Jakarta, Satu Indonesia – Direktur Penyidikan Komisi Pemberantasan Korupsi (KPK) Asep Guntur Rahayu dalam konferensi pers pada Kamis (20/3/2025) mengungkapkan bahwa pihaknya menyita 24 aset senilai Rp882 miliar terkait kasus dugaan tindak pidana korupsi pemberian fasilitas kredit oleh Lembaga Pembiayaan Ekspor Indonesia (LPEI).
“KPK telah melakukan penyitaan aset atas nama perusahaan yang terafiliasi dengan tersangka, yakni sebanyak 22 aset di Jabodetabek serta 2 aset di Surabaya,” kata Asep Guntur, di Gedung Merah Putih KPK, Jakarta, dilansir dari Antara, Jum’at (21/3/2025).
Ia lanjut mengungkapkan, penilaian 24 aset senilai Rp882 miliar tersebut dilakukan berdasarkan Zona Nilai Tanah (ZNT).
Saat ini, lembaga anti rasuah ini telah menahan tiga tersangka terkait dugaan korupsi LPEI selama bulan Maret.
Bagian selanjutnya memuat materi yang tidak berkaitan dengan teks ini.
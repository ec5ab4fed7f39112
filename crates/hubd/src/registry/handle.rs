//! Client interface for interacting with the RegistryActor.
//!
//! The `RegistryHandle` is a cheap-to-clone interface for sending
//! commands to the registry actor and subscribing to membership
//! events. Channel errors map to `RegistryError::ChannelClosed` or,
//! on the cleanup paths, degrade to harmless no-ops.

use tokio::sync::{broadcast, mpsc, oneshot};
use tracing::debug;

use hub_core::{Dispatch, MembershipEvent, PeerName};

use super::commands::{Outbound, RegistryCommand, RegistryError};

/// Handle for interacting with the registry actor.
///
/// Clone freely; every session task holds one.
#[derive(Clone)]
pub struct RegistryHandle {
    /// Command sender to the actor
    sender: mpsc::Sender<RegistryCommand>,

    /// Event broadcaster for subscribing to membership changes
    event_sender: broadcast::Sender<MembershipEvent>,
}

impl RegistryHandle {
    /// Creates a new registry handle.
    pub fn new(
        sender: mpsc::Sender<RegistryCommand>,
        event_sender: broadcast::Sender<MembershipEvent>,
    ) -> Self {
        Self {
            sender,
            event_sender,
        }
    }

    /// Attempts to admit a peer under a candidate name.
    ///
    /// On success the actor has already queued `NAMEACCEPTED` and the
    /// membership snapshot on `outbound` and announced the join to the
    /// other peers.
    ///
    /// # Errors
    ///
    /// - `RegistryError::InvalidName` if the candidate fails validation
    /// - `RegistryError::NameTaken` if another peer holds the name
    /// - `RegistryError::ChannelClosed` if the actor has shut down
    pub async fn try_admit(
        &self,
        candidate: impl Into<String>,
        outbound: Outbound,
    ) -> Result<PeerName, RegistryError> {
        let (tx, rx) = oneshot::channel();

        self.sender
            .send(RegistryCommand::TryAdmit {
                candidate: candidate.into(),
                outbound,
                respond_to: tx,
            })
            .await
            .map_err(|_| RegistryError::ChannelClosed)?;

        rx.await.map_err(|_| RegistryError::ChannelClosed)?
    }

    /// Evicts a name from the registry.
    ///
    /// Returns whether the name was present. Infallible by design:
    /// this runs on session cleanup paths, where an already-stopped
    /// actor means there is nothing left to clean up.
    pub async fn evict(&self, name: &PeerName) -> bool {
        let (tx, rx) = oneshot::channel();

        let sent = self
            .sender
            .send(RegistryCommand::Evict {
                name: name.clone(),
                respond_to: tx,
            })
            .await;

        if sent.is_err() {
            debug!(peer = %name, "evict skipped: registry stopped");
            return false;
        }

        rx.await.unwrap_or(false)
    }

    /// Returns a sorted point-in-time view of all admitted names.
    ///
    /// Returns an empty vector if the actor has shut down.
    pub async fn snapshot(&self) -> Vec<PeerName> {
        let (tx, rx) = oneshot::channel();

        if self
            .sender
            .send(RegistryCommand::Snapshot { respond_to: tx })
            .await
            .is_err()
        {
            return Vec::new();
        }

        rx.await.unwrap_or_default()
    }

    /// Hands one chat message to the router. Fire-and-forget:
    /// delivery is best-effort by contract.
    pub async fn dispatch(&self, request: Dispatch) {
        if self
            .sender
            .send(RegistryCommand::Dispatch { request })
            .await
            .is_err()
        {
            debug!("dispatch dropped: registry stopped");
        }
    }

    /// Subscribes to membership events.
    pub fn subscribe(&self) -> broadcast::Receiver<MembershipEvent> {
        self.event_sender.subscribe()
    }

    /// Whether the actor is still accepting commands.
    pub fn is_connected(&self) -> bool {
        !self.sender.is_closed()
    }
}
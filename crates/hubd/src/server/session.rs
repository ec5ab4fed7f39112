//! Per-connection session handler.
//!
//! Each accepted connection gets a `Session` that:
//! - Negotiates a unique display name against the registry
//! - Parses inbound chat commands and hands them to the router
//! - Evicts itself from the registry on any exit path
//!
//! The session owns the read half of the stream. The write half lives
//! in a dedicated writer task that drains the peer's outbound queue,
//! so every frame reaches the wire as one complete line and no other
//! task ever touches the peer's stream.

use std::net::SocketAddr;

use chrono::{DateTime, Utc};
use tokio::io::{AsyncBufReadExt, AsyncWriteExt, BufReader, BufWriter};
use tokio::net::tcp::{OwnedReadHalf, OwnedWriteHalf};
use tokio::net::TcpStream;
use tokio::sync::mpsc;
use tokio_util::sync::CancellationToken;
use tracing::{debug, info};

use hub_core::{Dispatch, PeerName, SessionState};
use hub_protocol::{ClientCommand, ServerFrame};

use crate::registry::{RegistryError, RegistryHandle};

/// Session handler for a single peer.
pub struct Session {
    /// Buffered reader over the read half of the stream
    reader: BufReader<OwnedReadHalf>,

    /// Sending side of this peer's outbound queue
    outbound: mpsc::UnboundedSender<ServerFrame>,

    /// Handle to the peer registry
    registry: RegistryHandle,

    /// Session-scoped token; child of the server token
    cancel: CancellationToken,

    /// Connection number for log correlation
    connection: u64,

    /// Remote address, for pre-admission logging
    peer_addr: SocketAddr,

    /// Maximum accepted inbound line length in bytes
    max_line_len: usize,

    /// Lifecycle state
    state: SessionState,

    /// Admitted name, once negotiation succeeds
    name: Option<PeerName>,

    /// When the connection was accepted
    connected_at: DateTime<Utc>,
}

impl Session {
    /// Creates the session and spawns its writer task.
    pub fn new(
        stream: TcpStream,
        peer_addr: SocketAddr,
        registry: RegistryHandle,
        cancel: CancellationToken,
        connection: u64,
        max_line_len: usize,
    ) -> Self {
        let (read_half, write_half) = stream.into_split();
        let (outbound, outbound_rx) = mpsc::unbounded_channel();

        spawn_writer(write_half, outbound_rx, cancel.clone(), connection);

        Self {
            reader: BufReader::new(read_half),
            outbound,
            registry,
            cancel,
            connection,
            peer_addr,
            max_line_len,
            state: SessionState::Negotiating,
            name: None,
            connected_at: Utc::now(),
        }
    }

    /// Runs the session to completion.
    ///
    /// This is the main entry point - negotiates a name, then processes
    /// chat commands until the peer disconnects, an I/O error occurs,
    /// or the session is cancelled. Cleanup runs on every exit path.
    pub async fn run(mut self) {
        debug!(
            connection = self.connection,
            peer = %self.peer_addr,
            "peer connected"
        );

        match self.serve().await {
            Ok(()) | Err(SessionError::Eof) => {
                debug!(connection = self.connection, "peer closed the stream");
            }
            Err(SessionError::Shutdown) => {
                debug!(connection = self.connection, "session cancelled");
            }
            Err(e) => {
                debug!(connection = self.connection, error = %e, "session ended");
            }
        }

        self.close().await;
    }

    /// Negotiation followed by the chat loop.
    async fn serve(&mut self) -> Result<(), SessionError> {
        self.send(ServerFrame::SubmitName)?;
        let name = self.negotiate().await?;
        self.chat_loop(name).await
    }

    /// Repeatedly prompts for a name until the registry admits one.
    ///
    /// Rejection (empty, invalid, or taken name) re-prompts with
    /// `SUBMITNAME`; there is no bound on attempts. Only I/O failure,
    /// end-of-stream, or shutdown ends negotiation.
    async fn negotiate(&mut self) -> Result<PeerName, SessionError> {
        loop {
            let candidate = self.next_line().await?;

            match self
                .registry
                .try_admit(candidate, self.outbound.clone())
                .await
            {
                Ok(name) => {
                    // The registry has already queued NAMEACCEPTED and
                    // the membership snapshot for this peer.
                    self.state = SessionState::Active;
                    self.name = Some(name.clone());
                    info!(
                        connection = self.connection,
                        peer = %name,
                        "negotiation complete"
                    );
                    return Ok(name);
                }
                Err(RegistryError::ChannelClosed) => return Err(SessionError::Shutdown),
                Err(e) => {
                    debug!(
                        connection = self.connection,
                        reason = %e,
                        "name rejected, re-prompting"
                    );
                    self.send(ServerFrame::SubmitName)?;
                }
            }
        }
    }

    /// Processes chat commands until the session ends.
    ///
    /// Unknown and malformed lines are dropped without acknowledgment
    /// and never close the connection.
    async fn chat_loop(&mut self, name: PeerName) -> Result<(), SessionError> {
        loop {
            let line = self.next_line().await?;

            match ClientCommand::parse(&line) {
                Some(ClientCommand::Broadcast { text }) => {
                    self.registry
                        .dispatch(Dispatch::Broadcast {
                            sender: name.clone(),
                            text,
                        })
                        .await;
                }
                Some(ClientCommand::Private { recipients, text }) => {
                    self.registry
                        .dispatch(Dispatch::Private {
                            sender: name.clone(),
                            recipients,
                            text,
                        })
                        .await;
                }
                None => {
                    debug!(
                        connection = self.connection,
                        peer = %name,
                        "ignoring unrecognized line"
                    );
                }
            }
        }
    }

    /// Reads the next inbound line, stripped of its terminator.
    async fn next_line(&mut self) -> Result<String, SessionError> {
        let mut line = String::new();

        let bytes_read = tokio::select! {
            _ = self.cancel.cancelled() => return Err(SessionError::Shutdown),
            result = self.reader.read_line(&mut line) => {
                result.map_err(|e| SessionError::Io(e.to_string()))?
            }
        };

        if bytes_read == 0 {
            return Err(SessionError::Eof);
        }

        if line.len() > self.max_line_len {
            return Err(SessionError::LineTooLong {
                len: line.len(),
                max: self.max_line_len,
            });
        }

        while line.ends_with('\n') || line.ends_with('\r') {
            line.pop();
        }

        Ok(line)
    }

    /// Queues one frame for the peer.
    fn send(&self, frame: ServerFrame) -> Result<(), SessionError> {
        self.outbound
            .send(frame)
            .map_err(|_| SessionError::Shutdown)
    }

    /// Tears the session down. Idempotent.
    ///
    /// Evicts the admitted name (the registry announces the departure
    /// to the remaining peers) and stops the writer task.
    async fn close(&mut self) {
        if self.state.is_closed() {
            return;
        }
        self.state = SessionState::Closed;

        if let Some(name) = self.name.take() {
            self.registry.evict(&name).await;
        }

        self.cancel.cancel();

        let online = Utc::now().signed_duration_since(self.connected_at);
        debug!(
            connection = self.connection,
            seconds_online = online.num_seconds(),
            "session closed"
        );
    }
}

/// Spawns the writer task owning the write half of the stream.
///
/// The task drains the outbound queue and writes each frame as one
/// newline-terminated line. A write failure cancels the session token,
/// which in turn ends the read loop.
fn spawn_writer(
    write_half: OwnedWriteHalf,
    mut outbound_rx: mpsc::UnboundedReceiver<ServerFrame>,
    cancel: CancellationToken,
    connection: u64,
) {
    tokio::spawn(async move {
        let mut writer = BufWriter::new(write_half);

        loop {
            let frame = tokio::select! {
                _ = cancel.cancelled() => break,
                frame = outbound_rx.recv() => match frame {
                    Some(frame) => frame,
                    None => break,
                }
            };

            let line = frame.to_string();
            let result = async {
                writer.write_all(line.as_bytes()).await?;
                writer.write_all(b"\n").await?;
                writer.flush().await?;
                Ok::<(), std::io::Error>(())
            }
            .await;

            if let Err(e) = result {
                debug!(connection, error = %e, "write failed, closing session");
                cancel.cancel();
                break;
            }
        }

        let _ = writer.shutdown().await;
    });
}

/// Errors that can occur during session handling.
#[derive(Debug, thiserror::Error)]
pub enum SessionError {
    #[error("i/o error: {0}")]
    Io(String),

    #[error("peer closed the stream")]
    Eof,

    #[error("line too long: {len} bytes (max: {max})")]
    LineTooLong { len: usize, max: usize },

    #[error("session cancelled")]
    Shutdown,
}

#[cfg(test)]
mod tests {
    use super::*;

    #[test]
    fn test_line_too_long_display() {
        let err = SessionError::LineTooLong {
            len: 100_000,
            max: 65_536,
        };
        assert!(err.to_string().contains("100000"));
        assert!(err.to_string().contains("65536"));
    }

    #[test]
    fn test_io_error_display() {
        let err = SessionError::Io("connection reset by peer".to_string());
        assert!(err.to_string().contains("connection reset"));
    }
}
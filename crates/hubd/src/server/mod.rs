//! TCP server for the chat hub.
//!
//! The server:
//! - Listens on a TCP endpoint for peer connections
//! - Spawns a Session for each connection
//! - Supports graceful shutdown via CancellationToken
//!
//! # Architecture
//!
//! ```text
//! ┌─────────────────┐
//! │    HubServer    │
//! │                 │
//! │   TcpListener   │
//! └───────┬─────────┘
//!         │ accept()
//!         ▼
//! ┌─────────────────┐     ┌─────────────────┐
//! │     Session     │────▶│  RegistryHandle │
//! │ (per connection)│     │                 │
//! └─────────────────┘     └─────────────────┘
//!         │
//!         │ outbound queue
//!         ▼
//! ┌─────────────────┐
//! │   writer task   │
//! │ (one per peer)  │
//! └─────────────────┘
//! ```
//!
//! Bind and accept failures are fatal to the server; a failing peer
//! connection only terminates its own session.

mod session;

pub use session::{Session, SessionError};

use std::net::SocketAddr;
use std::sync::atomic::{AtomicU64, Ordering};

use tokio::net::{TcpListener, TcpStream};
use tokio_util::sync::CancellationToken;
use tracing::{debug, error, info};

use crate::registry::RegistryHandle;

/// TCP server for the chat hub.
///
/// Owns the listener and spawns one session task per connection; the
/// only state shared between sessions is the registry handle.
pub struct HubServer {
    /// Bound listener
    listener: TcpListener,

    /// Address the listener actually bound (resolves port 0)
    local_addr: SocketAddr,

    /// Handle to the peer registry
    registry: RegistryHandle,

    /// Cancellation token for graceful shutdown
    cancel_token: CancellationToken,

    /// Connection counter for log correlation
    connection_counter: AtomicU64,

    /// Per-line read cap handed to each session
    max_line_len: usize,
}

impl HubServer {
    /// Binds the listener and creates the server.
    ///
    /// # Errors
    ///
    /// `ServerError::Bind` when the endpoint cannot be bound; this is
    /// fatal to the process.
    pub async fn bind(
        addr: SocketAddr,
        max_line_len: usize,
        registry: RegistryHandle,
        cancel_token: CancellationToken,
    ) -> Result<Self, ServerError> {
        let listener = TcpListener::bind(addr).await.map_err(|e| ServerError::Bind {
            addr,
            error: e.to_string(),
        })?;

        let local_addr = listener.local_addr().map_err(|e| ServerError::Bind {
            addr,
            error: e.to_string(),
        })?;

        Ok(Self {
            listener,
            local_addr,
            registry,
            cancel_token,
            connection_counter: AtomicU64::new(0),
            max_line_len,
        })
    }

    /// The address the listener bound.
    pub fn local_addr(&self) -> SocketAddr {
        self.local_addr
    }

    /// Runs the accept loop.
    ///
    /// Accepts connections until the cancellation token is triggered.
    /// An accept failure is fatal and tears the server down; sessions
    /// already running are cancelled through the token hierarchy.
    pub async fn run(&self) -> Result<(), ServerError> {
        info!(addr = %self.local_addr, "hub server listening");

        loop {
            tokio::select! {
                _ = self.cancel_token.cancelled() => {
                    info!("server shutdown requested");
                    break;
                }

                result = self.listener.accept() => {
                    match result {
                        Ok((stream, peer_addr)) => {
                            self.handle_connection(stream, peer_addr);
                        }
                        Err(e) => {
                            error!(error = %e, "accept failed, stopping server");
                            self.cancel_token.cancel();
                            return Err(ServerError::Accept(e.to_string()));
                        }
                    }
                }
            }
        }

        info!("server stopped");
        Ok(())
    }

    /// Spawns a session task for a new connection.
    fn handle_connection(&self, stream: TcpStream, peer_addr: SocketAddr) {
        let connection = self.connection_counter.fetch_add(1, Ordering::Relaxed);
        debug!(connection, peer = %peer_addr, "connection accepted");

        let session = Session::new(
            stream,
            peer_addr,
            self.registry.clone(),
            // Child token: server shutdown cancels every session, a
            // session failure cancels only itself.
            self.cancel_token.child_token(),
            connection,
            self.max_line_len,
        );

        tokio::spawn(session.run());
    }
}

/// Errors that can occur in server operations.
#[derive(Debug, thiserror::Error)]
pub enum ServerError {
    #[error("failed to bind {addr}: {error}")]
    Bind { addr: SocketAddr, error: String },

    #[error("accept failed: {0}")]
    Accept(String),
}

#[cfg(test)]
mod tests {
    use super::*;

    #[test]
    fn test_bind_error_display() {
        let err = ServerError::Bind {
            addr: "127.0.0.1:9001".parse().expect("valid addr"),
            error: "address in use".to_string(),
        };
        assert!(err.to_string().contains("127.0.0.1:9001"));
        assert!(err.to_string().contains("address in use"));
    }

    #[test]
    fn test_accept_error_display() {
        let err = ServerError::Accept("too many open files".to_string());
        assert!(err.to_string().contains("too many open files"));
    }
}
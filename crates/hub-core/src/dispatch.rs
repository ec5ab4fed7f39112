//! Dispatch requests produced from inbound chat commands.

use crate::name::PeerName;

/// One inbound line from an active peer, resolved into a delivery
/// request for the router.
#[derive(Debug, Clone, PartialEq, Eq)]
pub enum Dispatch {
    /// Deliver `text` to every admitted peer, sender included.
    Broadcast { sender: PeerName, text: String },

    /// Deliver `text` only to the named recipients. Recipients that
    /// are not admitted are skipped silently.
    Private {
        sender: PeerName,
        recipients: Vec<String>,
        text: String,
    },
}

impl Dispatch {
    /// The peer that produced this request.
    pub fn sender(&self) -> &PeerName {
        match self {
            Self::Broadcast { sender, .. } | Self::Private { sender, .. } => sender,
        }
    }
}
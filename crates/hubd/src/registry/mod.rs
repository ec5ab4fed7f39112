//! Peer registry using the Actor pattern.
//!
//! The registry is the sole authority for "who is online". It receives
//! commands via a tokio mpsc channel and owns the canonical map from
//! display name to the peer's outbound queue.
//!
//! # Architecture
//!
//! ```text
//! ┌─────────────────┐     ┌─────────────────┐     ┌──────────────────┐
//! │     Session     │────▶│  RegistryActor  │────▶│ per-peer queues  │
//! └─────────────────┘     └─────────────────┘     └──────────────────┘
//!         │                       │                        │
//!         │   RegistryCommand     │   MembershipEvent      │
//!         │   (mpsc channel)      │   (broadcast)          ▼
//!         ▼                       ▼                  writer tasks
//!    admit/evict/dispatch    observers/tests      (serialized output)
//! ```
//!
//! Because the actor processes commands one at a time, admission and
//! eviction are linearizable, and the membership announcements each
//! one triggers can never race with a later admission or eviction.

use tokio::sync::{broadcast, mpsc};

mod actor;
mod commands;
mod handle;

pub use actor::RegistryActor;
pub(crate) use actor::{PeerEntry, PeerMap};
pub use commands::{Outbound, RegistryCommand, RegistryError};
pub use handle::RegistryHandle;

/// Channel buffer sizes
const COMMAND_BUFFER: usize = 100;
const EVENT_BUFFER: usize = 100;

/// Spawns the registry actor and returns a handle for interaction.
///
/// # Example
///
/// ```no_run
/// use hubd::registry::spawn_registry;
///
/// #[tokio::main]
/// async fn main() {
///     let handle = spawn_registry();
///
///     let names = handle.snapshot().await;
///     assert!(names.is_empty());
/// }
/// ```
pub fn spawn_registry() -> RegistryHandle {
    let (cmd_tx, cmd_rx) = mpsc::channel(COMMAND_BUFFER);
    let (event_tx, _) = broadcast::channel(EVENT_BUFFER);

    let actor = RegistryActor::new(cmd_rx, event_tx.clone());
    tokio::spawn(actor.run());

    RegistryHandle::new(cmd_tx, event_tx)
}
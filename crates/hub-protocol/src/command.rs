//! Client-to-server chat commands.

use std::fmt;

/// One command from an active peer.
///
/// Parsing is deliberately lenient: anything that is not a well-formed
/// command yields `None` and the session drops the line without
/// closing the connection. Unknown prefixes are ignored the same way,
/// which keeps the protocol forward compatible.
#[derive(Debug, Clone, PartialEq, Eq)]
pub enum ClientCommand {
    /// `BROADCAST <text>` - deliver to every admitted peer.
    Broadcast { text: String },

    /// `PRIVATE <r1,r2,...> <text>` - deliver only to the listed
    /// recipients. The first space after the recipient list separates
    /// recipients from text.
    Private {
        recipients: Vec<String>,
        text: String,
    },
}

impl ClientCommand {
    /// Parses one inbound line (without its terminator).
    ///
    /// Returns `None` for unknown prefixes and for malformed `PRIVATE`
    /// commands (no separating space, or an empty recipient list).
    pub fn parse(line: &str) -> Option<Self> {
        if let Some(text) = line.strip_prefix("BROADCAST ") {
            return Some(Self::Broadcast {
                text: text.to_string(),
            });
        }

        if let Some(rest) = line.strip_prefix("PRIVATE ") {
            let (recipient_list, text) = rest.split_once(' ')?;
            let recipients: Vec<String> = recipient_list
                .split(',')
                .filter(|r| !r.is_empty())
                .map(str::to_string)
                .collect();
            if recipients.is_empty() {
                return None;
            }
            return Some(Self::Private {
                recipients,
                text: text.to_string(),
            });
        }

        None
    }
}

impl fmt::Display for ClientCommand {
    /// Formats the command as one wire line, without the terminator.
    fn fmt(&self, f: &mut fmt::Formatter<'_>) -> fmt::Result {
        match self {
            Self::Broadcast { text } => write!(f, "BROADCAST {text}"),
            Self::Private { recipients, text } => {
                write!(f, "PRIVATE {} {}", recipients.join(","), text)
            }
        }
    }
}

#[cfg(test)]
mod tests {
    use super::*;

    #[test]
    fn test_parse_broadcast() {
        let cmd = ClientCommand::parse("BROADCAST hello world").expect("parses");
        assert_eq!(
            cmd,
            ClientCommand::Broadcast {
                text: "hello world".to_string()
            }
        );
    }

    #[test]
    fn test_parse_broadcast_empty_text() {
        // "BROADCAST " with nothing after the space delivers an empty line.
        let cmd = ClientCommand::parse("BROADCAST ").expect("parses");
        assert_eq!(
            cmd,
            ClientCommand::Broadcast {
                text: String::new()
            }
        );
    }

    #[test]
    fn test_parse_private() {
        let cmd = ClientCommand::parse("PRIVATE bob,carol hello there").expect("parses");
        assert_eq!(
            cmd,
            ClientCommand::Private {
                recipients: vec!["bob".to_string(), "carol".to_string()],
                text: "hello there".to_string()
            }
        );
    }

    #[test]
    fn test_parse_private_single_recipient() {
        let cmd = ClientCommand::parse("PRIVATE bob hi").expect("parses");
        assert_eq!(
            cmd,
            ClientCommand::Private {
                recipients: vec!["bob".to_string()],
                text: "hi".to_string()
            }
        );
    }

    #[test]
    fn test_private_without_separator_dropped() {
        // No space separating recipients from text.
        assert_eq!(ClientCommand::parse("PRIVATE bob"), None);
    }

    #[test]
    fn test_private_empty_recipient_list_dropped() {
        assert_eq!(ClientCommand::parse("PRIVATE  hello"), None);
        assert_eq!(ClientCommand::parse("PRIVATE , hello"), None);
    }

    #[test]
    fn test_unknown_prefix_dropped() {
        assert_eq!(ClientCommand::parse("SHOUT hello"), None);
        assert_eq!(ClientCommand::parse("PRIVATEnoSpace"), None);
        assert_eq!(ClientCommand::parse("BROADCASTnospace"), None);
        assert_eq!(ClientCommand::parse(""), None);
    }

    #[test]
    fn test_display_round_trip() {
        let cmd = ClientCommand::Private {
            recipients: vec!["bob".to_string(), "carol".to_string()],
            text: "see you at: noon".to_string(),
        };
        let line = cmd.to_string();
        assert_eq!(line, "PRIVATE bob,carol see you at: noon");
        assert_eq!(ClientCommand::parse(&line), Some(cmd));
    }
}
Tiga tersangka itu adalah Direktur Utama PT Petro Energy (PE) Newin Nugroho pada Kamis (13/3/2925), dan Presiden Direktur PT Caturkarsa Megatunggal/Komisaris Utama PT PE Jimmy Masrin, serta Direktur Keuangan PT PE Susi Mira Dewi Sugiarta pada Kamis (20/3/2025).
Pemberian kredit LPEI kepada PT PE diduga mengakibatkan kerugian negara sebanyak 18,07 juta dolar AS dan Rp594,144 miliar, atau sekitar Rp891,305 miliar.
Asep juga menjelaskan bahwa kasus tersebut diduga bermula dari terjadinya benturan kepentingan antara Direktur LPEI dengan debitur dari PT PE, yakni dengan melakukan kesepakatan awal untuk mempermudah proses pemberian kredit
Kemudian, kata Asep, Direktur LPEI tidak melakukan kontrol kebenaran penggunaan kredit sesuai MAP, dan tetap memerintahkan bawahannya untuk memberikan kredit walaupun tidak layak diberikan.
“Jadi, sebetulnya hasil pengecekan ada informasi masuk dari bawahan di LPEI bahwa debitur ini tidak cocok untuk mendapatkan kucuran kredit, tetapi tetap saja karena di awal sudah ada pembicaraan-pembicaraan, ada CoI (conflict of interest/konflik kepentingan),” bebernya.
Ia menjelaskan bahwa PT PE diduga memalsukan dokumen purchase order (pesanan pembelian), dan invoice (faktur) yang mendasari pencairan fisik. Pemberian kredit tersebut lantas mengakibatkan kerugian bagi negara.